Urgh. Where to start?
Life just seems to be such a trudge at the moment. Each day starts with vague thoughts of “what crap’s going to happen today?”. I’ve started writing down even the most mundane tasks in my old bullet journal as part of the “working day” – purely because ticking something off feels like I’ve achieved something. Achieved anything, really.
I’ve stepped sideways from much of the “social internet” in recent months. I still look in now and again – but quickly grow tired of the typically toxic advertorial highlight reel that many post. Yes, I get it – you like eating out – do you really think that’s what people want to know about though? Or is it just me that finds a continual torrent of “look where we are”, “look what we bought”, or “look how fantastic our perfect life is” gets really, really tiring.
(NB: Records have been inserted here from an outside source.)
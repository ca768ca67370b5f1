//! Links to the external video site for the song being played.

use url::Url;

/// Player parameters for an audio-only style embed: autoplay, no controls, no related videos.
const EMBED_PARAMS: [(&str, &str); 6] = [
    ("autoplay", "1"),
    ("controls", "0"),
    ("disablekb", "1"),
    ("fs", "0"),
    ("modestbranding", "1"),
    ("rel", "0"),
];

/// Search results page for `hint` on `host`.
///
/// The hint is form-encoded, so spaces become `+`.
pub fn search_url(host: &str, hint: &str) -> Result<Url, url::ParseError> {
    let mut url = Url::parse(&format!("https://{host}/results"))?;
    url.query_pairs_mut().append_pair("search_query", hint);
    Ok(url)
}

/// Embeddable player URL for a known video id.
pub fn embed_url(host: &str, video_id: &str) -> Result<Url, url::ParseError> {
    let mut url = Url::parse(&format!("https://{host}/embed/"))?.join(video_id)?;
    url.query_pairs_mut().extend_pairs(EMBED_PARAMS);
    Ok(url)
}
I often remind myself that the internet is not everybody. I’m also fully aware of my paradoxical relationship with it – given I am posting these forgettable thoughts into the torrents of idiocy.
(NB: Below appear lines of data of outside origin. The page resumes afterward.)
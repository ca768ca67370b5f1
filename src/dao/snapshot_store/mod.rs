mod file;
mod memory;

pub use self::{file::JsonFileStore, memory::MemoryStore};

use crate::dao::models::GameSnapshotEntity;
use crate::dao::storage::StorageResult;
use futures::future::BoxFuture;

/// Abstraction over where the whole-game snapshot is kept.
pub trait SnapshotStore: Send + Sync {
    /// Read the stored snapshot, `None` when nothing was saved yet.
    fn load(&self) -> BoxFuture<'static, StorageResult<Option<GameSnapshotEntity>>>;
    /// Replace the stored snapshot.
    fn save(&self, snapshot: GameSnapshotEntity) -> BoxFuture<'static, StorageResult<()>>;
    /// Forget the stored snapshot.
    fn clear(&self) -> BoxFuture<'static, StorageResult<()>>;
}
/// OpenAPI documentation generation.
pub mod documentation;
/// Host actions and game views.
pub mod game_service;
/// Health check service.
pub mod health_service;
/// Links to the external video site.
pub mod lookup;
/// Server-Sent Events message generation.
pub mod sse_events;
/// Server-Sent Events broadcasting service.
pub mod sse_service;
fn place(
    state: &mut GameState,
    participant_id: Uuid,
    insert_index: usize,
    catalog: &Catalog,
) -> Result<(), Ignored> {
    let song_id = state
        .deck
        .current_song_id
        .clone()
        .ok_or(Ignored::NoCurrentSong)?;
    if state.participant(participant_id).is_none() {
        return Err(Ignored::UnknownParticipant(participant_id));
    }
    if !can_place(state, participant_id) {
        return Err(Ignored::NotEligible(participant_id));
    }
    let actual_year = catalog
        .get(&song_id)
        .map(|song| song.year)
        .ok_or_else(|| Ignored::UnknownSong(song_id.clone()))?;

    let participant = state
        .participant_mut(participant_id)
        .ok_or(Ignored::UnknownParticipant(participant_id))?;
    let ok = judge(&participant.timeline, insert_index, actual_year)?;

    if ok {
        participant.insert_card(
            insert_index,
            TimelineCard {
                song_id: song_id.clone(),
                year: actual_year,
            },
        );
        participant.award_point();
    } else {
        participant.deduct_point();
    }

    state.deck.revealed = true;
    state.last_result = Some(LastResult {
        participant_id,
        ok,
        song_id,
        actual_year,
        inserted_index: insert_index,
        challenge: None,
    });
    if state.mode == GameMode::Teams && state.round.round_rule == RoundRule::All {
        state.round.round_placed_team_ids.insert(participant_id);
    }

    Ok(())
}

fn resolve_challenge(
    state: &mut GameState,
    applied: bool,
    challenger_id: Option<Uuid>,
) -> Result<(), Ignored> {
    require_teams(state)?;
    let last = state
        .last_result
        .clone()
        .ok_or(Ignored::NoPlacementToChallenge)?;
    if last.challenge_resolved() {
        return Err(Ignored::ChallengeAlreadyResolved);
    }

    if !applied {
        set_challenge(state, None, false);
        return Ok(());
    }

    let challenger = challenger_id
        .or_else(|| default_challenger(state))
        .filter(|id| *id != last.participant_id && state.participant(*id).is_some());
    let Some(challenger) = challenger else {
        set_challenge(state, None, false);
        return Ok(());
    };

    // A challenge wins exactly when the original placement was wrong.
    let succeeded = !last.ok;
    let penalty = state.challenge_rule;
    if let Some(team) = state.participant_mut(challenger) {
        if succeeded {
            let index = insertion_index_for_year(&team.timeline, last.actual_year);
            team.insert_card(
                index,
                TimelineCard {
                    song_id: last.song_id.clone(),
                    year: last.actual_year,
                },
            );
            team.award_point();
        } else if penalty == ChallengeRule::FailMinusOne {
            team.deduct_point();
        }
    }

    set_challenge(state, Some(challenger), succeeded);
    Ok(())
}

fn set_challenge(state: &mut GameState, challenger_id: Option<Uuid>, succeeded: bool) {
    if let Some(last) = state.last_result.as_mut() {
        last.challenge = Some(ChallengeOutcome {
            challenger_id,
            succeeded,
        });
    }
}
It comes back to the Norah Ephron quote, doesn’t it – this blogging escapade – that a blog post doesn’t have to say anything. Hello. I’m here. And by the way. On the other hand. Never the less. Did you see?
She called blogging an exhale. I’ve always liked that thought. An exhale that somebody, somewhere might take notice of. Before they know it they’re reading your most recent few posts, reaching out, and a friendship happens. Then months on you know more about each other than most friends or family – and yet you’ve never met.
I think perhaps that’s what I like most about the internet – about blogging – is the serendipity of it all. You never know when you fire up the computer what words you might share, what words you might read, who you might cross paths with, or how important they might become in your life.